On that note - everything callable by the kernel must be #![no_std]-compatible. This is a problem because a lot of core math routines - including basic stuff like powf and sin/cos require std and are not directly available in core. Since you have to use Nightly anyway, though, you can use many of them anyway by adding #![feature(core_intrinsics)] to your lib.rs file and then calling the unsafe intrinsics in core::intrinsics. Bizarrely, I ran into linker errors with some of the functions - notably the trigonometry functions like sin and cos - when I did this, although others worked fine. Ultimately, I ended up copying a pure-Rust implementation of these functions from the mish crate. It gets the job done, but it would be better if rustc could emit the sin/cos instructions so that these functions could be hardware-accelerated.

Additionally, there are a lot of things that CUDA programmers are used to which are just not accessible in rust. There is no way to access any memory space but global memory - local, shared, texture and constant memory are all unavailable. Furthermore, Accel does not yet provide anything beyond the basics - there are no streams and no asynchronous memory transfers.

Conclusion

Although it’s true that GPU-compatible Rust code is a lot more similar to C than I’d like, there are some aspects that make it worth the hassle.

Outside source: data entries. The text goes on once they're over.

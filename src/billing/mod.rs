//! Cost normalization, aggregation and billing-date advancement.

pub mod advance;
pub mod aggregate;
pub mod cost;

pub use advance::{advance, next_billing_date, roll_forward, RolloverReport};
pub use aggregate::{
    by_category, category_key, top_by_monthly_cost, total_monthly, CategoryTotal,
    RankedSubscription, UNCATEGORIZED,
};
pub use cost::monthly_cost;
//! Calendar primitives shared by the advancer, the calendar encoder and the notification gate.
//!
//! Canonical dates are `YYYY-MM-DD`; human-facing dates are `DD/MM/YYYY`.

use chrono::{Datelike, Duration, NaiveDate};

pub const CANONICAL_FORMAT: &str = "%Y-%m-%d";
pub const DISPLAY_FORMAT: &str = "%d/%m/%Y";
pub const ICS_DATE_FORMAT: &str = "%Y%m%d";

/// Parses a canonical `YYYY-MM-DD` date. Impossible dates such as `2024-02-30` yield `None`.
pub fn parse_date(input: &str) -> Option<NaiveDate> {
    let trimmed = input.trim();
    if trimmed.is_empty() {
        return None;
    }
    NaiveDate::parse_from_str(trimmed, CANONICAL_FORMAT).ok()
}

pub fn format_canonical(date: NaiveDate) -> String {
    date.format(CANONICAL_FORMAT).to_string()
}

/// Renders a canonical date string as `DD/MM/YYYY`.
///
/// Empty input renders empty; input that is not a canonical date is returned untouched.
pub fn format_display(input: &str) -> String {
    if input.trim().is_empty() {
        return String::new();
    }
    match parse_date(input) {
        Some(date) => date.format(DISPLAY_FORMAT).to_string(),
        None => input.to_string(),
    }
}

pub fn days_in_month(year: i32, month: u32) -> u32 {
    let (next_year, next_month) = if month == 12 {
        (year + 1, 1)
    } else {
        (year, month + 1)
    };
    NaiveDate::from_ymd_opt(next_year, next_month, 1)
        .map(|first_next| (first_next - Duration::days(1)).day())
        .unwrap_or(28)
}

/// Builds `year-month-day`, clipping `day` to the last day of the month.
pub fn clipped_date(year: i32, month: u32, day: u32) -> Option<NaiveDate> {
    let day = day.min(days_in_month(year, month));
    NaiveDate::from_ymd_opt(year, month, day)
}

/// Moves `date` by `months`, keeping its day-of-month and clipping to the target month's
/// last day (Jan 31 + 1 month is Feb 28/29, never Mar 2).
pub fn shift_months(date: NaiveDate, months: i32) -> Option<NaiveDate> {
    let index = date.year() * 12 + date.month0() as i32 + months;
    let year = index.div_euclid(12);
    let month = index.rem_euclid(12) as u32 + 1;
    clipped_date(year, month, date.day())
}

/// Moves `date` by `years` with the same clipping rule (Feb 29 becomes Feb 28 off leap years).
pub fn shift_years(date: NaiveDate, years: i32) -> Option<NaiveDate> {
    clipped_date(date.year() + years, date.month(), date.day())
}

/// Whole months from `from` to `to`, ignoring the day of month.
pub fn months_between(from: NaiveDate, to: NaiveDate) -> i32 {
    (to.year() * 12 + to.month0() as i32) - (from.year() * 12 + from.month0() as i32)
}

Rust-on-the-GPU still provides a lot of the conveniences of regular Rust. Tuples make for an easy way to return multiple values. Enums and Structs all work as expected, including pattern-matching, destructuring and Option (frankly, Option alone is worth all of the trouble necessary to use Rust).

I hope somebody out there finds this useful - this is the document that I wish that I’d had when I started this crazy project. With that said, though, all of this could benefit greatly from additional developer attention, from Accel all the way down to rustc and the LLVM PTX backend. It’s my hope that this post can raise some interest and awareness of some of the ways that Rust GPGPU support is not yet awesome. Maybe we’ll see some improvements in this area in the future!